Discontinuous density gradient centrifugation is easy to perform and yields higher sperm concentrations with less preparation time (approximately 55 minutes). It also has fewer critical points sensitive to error during preparation, as well as higher levels of effectiveness. However, during discontinuous density gradient centrifugation the technician stays in the lab for longer uninterrupted stretches of time from the beginning to the end of the procedure, thus preventing him/her to perform other tasks in the laboratory. According to Henkel & Schill (2003), the disadvantages are that the production of good interphases between the different media is a little more time-consuming, and a bit more expensive.

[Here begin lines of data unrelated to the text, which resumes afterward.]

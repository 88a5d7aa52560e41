use std::time::Duration;

use reqwest::header::CONTENT_TYPE;
use tracing::debug;

use super::{http_get, join_url, object_key, ObjectKind, Storage, StorageError, StorageResult};

/// S3-style object store reached with plain PUT/GET requests.
#[derive(Debug, Clone)]
pub struct ObjectStorage {
    endpoint: String,
    bucket: String,
    public_base_url: String,
    http_client: reqwest::Client,
}

impl ObjectStorage {
    pub fn new(
        endpoint: impl Into<String>,
        bucket: impl Into<String>,
        public_base_url: impl Into<String>,
    ) -> StorageResult<Self> {
        let http_client = reqwest::Client::builder()
            .timeout(Duration::from_secs(300))
            .build()?;
        Ok(Self {
            endpoint: endpoint.into(),
            bucket: bucket.into(),
            public_base_url: public_base_url.into(),
            http_client,
        })
    }

    fn object_url(&self, key: &str) -> String {
        join_url(&join_url(&self.endpoint, &self.bucket), key)
    }

    async fn put(&self, kind: ObjectKind, bytes: Vec<u8>) -> StorageResult<String> {
        let key = object_key(kind, &bytes);
        let url = self.object_url(&key);
        let size = bytes.len();
        let response = self
            .http_client
            .put(&url)
            .header(CONTENT_TYPE, kind.content_type())
            .body(bytes)
            .send()
            .await?;
        let status = response.status();
        if !status.is_success() {
            return Err(StorageError::Fetch {
                url,
                reason: format!("upload rejected with http status {status}"),
            });
        }
        debug!(target: "storage", key = %key, size, "uploaded object");
        Ok(join_url(&self.public_base_url, &key))
    }
}

#[async_trait::async_trait]
impl Storage for ObjectStorage {
    async fn upload_video(&self, bytes: Vec<u8>) -> StorageResult<String> {
        self.put(ObjectKind::Video, bytes).await
    }

    async fn upload_thumbnail(&self, bytes: Vec<u8>) -> StorageResult<String> {
        self.put(ObjectKind::Thumbnail, bytes).await
    }

    async fn download(&self, url: &str) -> StorageResult<Vec<u8>> {
        if !(url.starts_with("http://") || url.starts_with("https://")) {
            return Err(StorageError::Unsupported(url.to_string()));
        }
        http_get(&self.http_client, url).await
    }
}
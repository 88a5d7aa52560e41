use std::path::Path;
use std::sync::Mutex;

use serde::Serialize;
use sysinfo::{Pid, System};

/// ffmpeg does not report frame telemetry to us; these are the nominal
/// values reported in its place.
const NOMINAL_FPS: f32 = 30.0;

/// Approximate resource snapshot of one ingest process.
#[derive(Debug, Clone, PartialEq, Serialize)]
pub struct StreamMetrics {
    pub pid: Option<u32>,
    pub cpu_percent: f32,
    pub memory_bytes: u64,
    pub uptime_s: u64,
    pub bitrate_kbps: u32,
    pub fps: f32,
    pub dropped_frames: u64,
}

impl StreamMetrics {
    pub fn nominal(pid: Option<u32>, uptime_s: u64) -> Self {
        Self {
            pid,
            cpu_percent: 0.0,
            memory_bytes: 0,
            uptime_s,
            bitrate_kbps: 0,
            fps: NOMINAL_FPS,
            dropped_frames: 0,
        }
    }
}

/// Process sampler shared by all streams. CPU usage is a delta between two
/// refreshes, so the first sample of a process reads zero.
#[derive(Debug)]
pub struct MetricsSampler {
    system: Mutex<System>,
}

impl Default for MetricsSampler {
    fn default() -> Self {
        Self::new()
    }
}

impl MetricsSampler {
    pub fn new() -> Self {
        Self {
            system: Mutex::new(System::new()),
        }
    }

    /// CPU percent and resident memory of `pid`, if it is still running.
    pub fn sample(&self, pid: u32) -> Option<(f32, u64)> {
        let mut system = self.system.lock().ok()?;
        system.refresh_all();
        let process = system.process(Pid::from_u32(pid))?;
        let cpu = process.cpu_usage();
        let cpu = if cpu.is_finite() { cpu.max(0.0) } else { 0.0 };
        Some((cpu, process.memory()))
    }
}

/// Output bitrate estimated from the segments currently on disk.
pub(crate) async fn estimate_bitrate_kbps(output_dir: &Path, segment_secs: u32) -> u32 {
    let Ok(mut entries) = tokio::fs::read_dir(output_dir).await else {
        return 0;
    };
    let mut total_bytes: u64 = 0;
    let mut segments: u64 = 0;
    while let Ok(Some(entry)) = entries.next_entry().await {
        let path = entry.path();
        if path.extension().and_then(|ext| ext.to_str()) != Some("ts") {
            continue;
        }
        if let Ok(meta) = entry.metadata().await {
            total_bytes += meta.len();
            segments += 1;
        }
    }
    let seconds = segments * u64::from(segment_secs.max(1));
    if seconds == 0 {
        return 0;
    }
    (total_bytes * 8 / seconds / 1000).min(u64::from(u32::MAX)) as u32
}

Another important factor relates to the costs of the two techniques. A better-equipped and prepared laboratory is required to perform sperm washing followed by swim-up, when compared to discontinuous density gradient centrifugation. This can be an important factor when choosing a semen processing technique. If one chooses to consider only the cost of the materials used during each method, discontinuous density gradient centrifugation is more expensive, as also observed by Neves (1991).

CONCLUSION

In conclusion, discontinuous density gradient centrifugation presents good semen concentration, motility, and morphology recovery rates after processing; it is a great option for individuals who do not have high sperm concentration; it is less effective in morphological selection; and produces higher concentration rates than sperm washing followed by swim-up. Sperm washing followed by swim-up is indicated for semen with high sperm concentration levels, because it presents a lower concentration recovery rate than discontinuous density gradient centrifugation; however, it does provide for more efficient morphological selection, mainly for IVF (Englert ; Sapienza ). The main limitations of the present study revolve around the small number of patients and the fact that all semen samples were normospermic.